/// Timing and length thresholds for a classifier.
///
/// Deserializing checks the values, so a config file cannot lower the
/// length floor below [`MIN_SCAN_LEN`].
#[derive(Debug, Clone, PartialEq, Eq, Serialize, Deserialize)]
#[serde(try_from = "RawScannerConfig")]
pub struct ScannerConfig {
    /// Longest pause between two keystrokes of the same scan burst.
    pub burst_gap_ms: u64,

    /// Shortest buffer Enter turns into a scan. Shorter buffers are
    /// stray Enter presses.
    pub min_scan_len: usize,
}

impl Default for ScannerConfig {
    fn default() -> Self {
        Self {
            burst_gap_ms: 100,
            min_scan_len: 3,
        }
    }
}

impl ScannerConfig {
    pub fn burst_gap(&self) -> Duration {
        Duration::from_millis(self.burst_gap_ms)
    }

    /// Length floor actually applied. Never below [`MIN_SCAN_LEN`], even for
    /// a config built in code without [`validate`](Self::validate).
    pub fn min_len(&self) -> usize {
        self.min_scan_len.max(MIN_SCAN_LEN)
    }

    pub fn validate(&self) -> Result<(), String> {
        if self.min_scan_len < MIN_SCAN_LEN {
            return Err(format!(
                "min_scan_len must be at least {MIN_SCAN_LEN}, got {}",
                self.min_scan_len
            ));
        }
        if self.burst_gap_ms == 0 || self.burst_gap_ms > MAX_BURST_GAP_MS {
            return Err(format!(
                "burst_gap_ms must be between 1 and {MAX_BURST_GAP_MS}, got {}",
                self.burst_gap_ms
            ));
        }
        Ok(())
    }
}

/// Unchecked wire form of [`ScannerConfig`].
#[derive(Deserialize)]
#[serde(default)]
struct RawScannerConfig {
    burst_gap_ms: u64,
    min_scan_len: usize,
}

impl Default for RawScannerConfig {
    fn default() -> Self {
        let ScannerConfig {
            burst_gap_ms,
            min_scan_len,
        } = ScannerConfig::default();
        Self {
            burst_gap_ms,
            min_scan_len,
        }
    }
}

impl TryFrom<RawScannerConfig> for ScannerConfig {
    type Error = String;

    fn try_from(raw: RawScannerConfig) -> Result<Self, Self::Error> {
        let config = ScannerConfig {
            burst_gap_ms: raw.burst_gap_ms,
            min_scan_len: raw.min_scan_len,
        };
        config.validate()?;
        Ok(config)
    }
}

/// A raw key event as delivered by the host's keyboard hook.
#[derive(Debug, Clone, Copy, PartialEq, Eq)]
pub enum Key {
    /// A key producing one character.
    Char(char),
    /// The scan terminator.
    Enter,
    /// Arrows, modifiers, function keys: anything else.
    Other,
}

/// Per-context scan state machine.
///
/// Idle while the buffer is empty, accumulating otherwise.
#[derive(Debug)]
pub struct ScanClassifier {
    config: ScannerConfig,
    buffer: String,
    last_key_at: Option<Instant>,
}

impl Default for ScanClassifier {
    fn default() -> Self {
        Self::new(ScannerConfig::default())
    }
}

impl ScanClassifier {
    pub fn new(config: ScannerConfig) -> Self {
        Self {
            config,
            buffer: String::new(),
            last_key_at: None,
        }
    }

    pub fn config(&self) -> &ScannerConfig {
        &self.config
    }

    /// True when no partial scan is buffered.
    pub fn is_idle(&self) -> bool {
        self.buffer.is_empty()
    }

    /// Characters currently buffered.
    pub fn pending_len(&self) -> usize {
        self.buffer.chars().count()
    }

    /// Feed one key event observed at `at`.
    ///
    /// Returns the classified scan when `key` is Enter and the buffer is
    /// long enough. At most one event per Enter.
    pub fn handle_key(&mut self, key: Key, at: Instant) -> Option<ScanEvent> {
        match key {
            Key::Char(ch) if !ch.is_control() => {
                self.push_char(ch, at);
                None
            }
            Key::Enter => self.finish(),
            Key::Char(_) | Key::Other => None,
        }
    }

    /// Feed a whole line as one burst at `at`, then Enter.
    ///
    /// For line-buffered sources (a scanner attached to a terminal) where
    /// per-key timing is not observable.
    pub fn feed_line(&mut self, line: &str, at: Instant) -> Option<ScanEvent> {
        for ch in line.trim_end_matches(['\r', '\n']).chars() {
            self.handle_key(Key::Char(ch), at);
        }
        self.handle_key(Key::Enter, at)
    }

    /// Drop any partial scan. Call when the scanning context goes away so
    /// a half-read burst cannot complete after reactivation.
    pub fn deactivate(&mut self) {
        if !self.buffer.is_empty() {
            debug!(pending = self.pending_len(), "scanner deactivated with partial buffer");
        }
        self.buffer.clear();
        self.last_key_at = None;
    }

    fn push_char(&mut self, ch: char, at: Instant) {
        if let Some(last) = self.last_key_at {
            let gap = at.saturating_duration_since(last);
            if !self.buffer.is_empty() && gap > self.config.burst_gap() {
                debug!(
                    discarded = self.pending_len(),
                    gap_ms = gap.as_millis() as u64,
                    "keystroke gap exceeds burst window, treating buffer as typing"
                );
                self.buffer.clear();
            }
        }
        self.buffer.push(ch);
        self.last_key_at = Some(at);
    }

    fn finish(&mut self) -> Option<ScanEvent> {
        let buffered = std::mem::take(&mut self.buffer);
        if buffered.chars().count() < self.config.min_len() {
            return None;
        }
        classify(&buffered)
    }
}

--------------------------------

YOUR ASSIGNMENT:
With no line omitted, copy all the data exactly.

RESULT OF THE TASK:
/// Timing and length thresholds for a classifier.
///
/// Deserializing checks the values, so a config file cannot lower the
/// length floor below [`MIN_SCAN_LEN`].
#[derive(Debug, Clone, PartialEq, Eq, Serialize, Deserialize)]
#[serde(try_from = "RawScannerConfig")]
pub struct ScannerConfig {
    /// Longest pause between two keystrokes of the same scan burst.
    pub burst_gap_ms: u64,

    /// Shortest buffer Enter turns into a scan. Shorter buffers are
    /// stray Enter presses.
    pub min_scan_len: usize,
}

impl Default for ScannerConfig {
    fn default() -> Self {
        Self {
            burst_gap_ms: 100,
            min_scan_len: 3,
        }
    }
}

impl ScannerConfig {
    pub fn burst_gap(&self) -> Duration {
        Duration::from_millis(self.burst_gap_ms)
    }

    /// Length floor actually applied. Never below [`MIN_SCAN_LEN`], even for
    /// a config built in code without [`validate`](Self::validate).
    pub fn min_len(&self) -> usize {
        self.min_scan_len.max(MIN_SCAN_LEN)
    }

    pub fn validate(&self) -> Result<(), String> {
        if self.min_scan_len < MIN_SCAN_LEN {
            return Err(format!(
                "min_scan_len must be at least {MIN_SCAN_LEN}, got {}",
                self.min_scan_len
            ));
        }
        if self.burst_gap_ms == 0 || self.burst_gap_ms > MAX_BURST_GAP_MS {
            return Err(format!(
                "burst_gap_ms must be between 1 and {MAX_BURST_GAP_MS}, got {}",
                self.burst_gap_ms
            ));
        }
        Ok(())
    }
}

/// Unchecked wire form of [`ScannerConfig`].
#[derive(Deserialize)]
#[serde(default)]
struct RawScannerConfig {
    burst_gap_ms: u64,
    min_scan_len: usize,
}

impl Default for RawScannerConfig {
    fn default() -> Self {
        let ScannerConfig {
            burst_gap_ms,
            min_scan_len,
        } = ScannerConfig::default();
        Self {
            burst_gap_ms,
            min_scan_len,
        }
    }
}

impl TryFrom<RawScannerConfig> for ScannerConfig {
    type Error = String;

    fn try_from(raw: RawScannerConfig) -> Result<Self, Self::Error> {
        let config = ScannerConfig {
            burst_gap_ms: raw.burst_gap_ms,
            min_scan_len: raw.min_scan_len,
        };
        config.validate()?;
        Ok(config)
    }
}

/// A raw key event as delivered by the host's keyboard hook.
#[derive(Debug, Clone, Copy, PartialEq, Eq)]
pub enum Key {
    /// A key producing one character.
    Char(char),
    /// The scan terminator.
    Enter,
    /// Arrows, modifiers, function keys: anything else.
    Other,
}

/// Per-context scan state machine.
///
/// Idle while the buffer is empty, accumulating otherwise.
#[derive(Debug)]
pub struct ScanClassifier {
    config: ScannerConfig,
    buffer: String,
    last_key_at: Option<Instant>,
}

impl Default for ScanClassifier {
    fn default() -> Self {
        Self::new(ScannerConfig::default())
    }
}

impl ScanClassifier {
    pub fn new(config: ScannerConfig) -> Self {
        Self {
            config,
            buffer: String::new(),
            last_key_at: None,
        }
    }

    pub fn config(&self) -> &ScannerConfig {
        &self.config
    }

    /// True when no partial scan is buffered.
    pub fn is_idle(&self) -> bool {
        self.buffer.is_empty()
    }

    /// Characters currently buffered.
    pub fn pending_len(&self) -> usize {
        self.buffer.chars().count()
    }

    /// Feed one key event observed at `at`.
    ///
    /// Returns the classified scan when `key` is Enter and the buffer is
    /// long enough. At most one event per Enter.
    pub fn handle_key(&mut self, key: Key, at: Instant) -> Option<ScanEvent> {
        match key {
            Key::Char(ch) if !ch.is_control() => {
                self.push_char(ch, at);
                None
            }
            Key::Enter => self.finish(),
            Key::Char(_) | Key::Other => None,
        }
    }

    /// Feed a whole line as one burst at `at`, then Enter.
    ///
    /// For line-buffered sources (a scanner attached to a terminal) where
    /// per-key timing is not observable.
    pub fn feed_line(&mut self, line: &str, at: Instant) -> Option<ScanEvent> {
        for ch in line.trim_end_matches(['\r', '\n']).chars() {
            self.handle_key(Key::Char(ch), at);
        }
        self.handle_key(Key::Enter, at)
    }

    /// Drop any partial scan. Call when the scanning context goes away so
    /// a half-read burst cannot complete after reactivation.
    pub fn deactivate(&mut self) {
        if !self.buffer.is_empty() {
            debug!(pending = self.pending_len(), "scanner deactivated with partial buffer");
        }
        self.buffer.clear();
        self.last_key_at = None;
    }

    fn push_char(&mut self, ch: char, at: Instant) {
        if let Some(last) = self.last_key_at {
            let gap = at.saturating_duration_since(last);
            if !self.buffer.is_empty() && gap > self.config.burst_gap() {
                debug!(
                    discarded = self.pending_len(),
                    gap_ms = gap.as_millis() as u64,
                    "keystroke gap exceeds burst window, treating buffer as typing"
                );
                self.buffer.clear();
            }
        }
        self.buffer.push(ch);
        self.last_key_at = Some(at);
    }

    fn finish(&mut self) -> Option<ScanEvent> {
        let buffered = std::mem::take(&mut self.buffer);
        if buffered.chars().count() < self.config.min_len() {
            return None;
        }
        classify(&buffered)
    }
}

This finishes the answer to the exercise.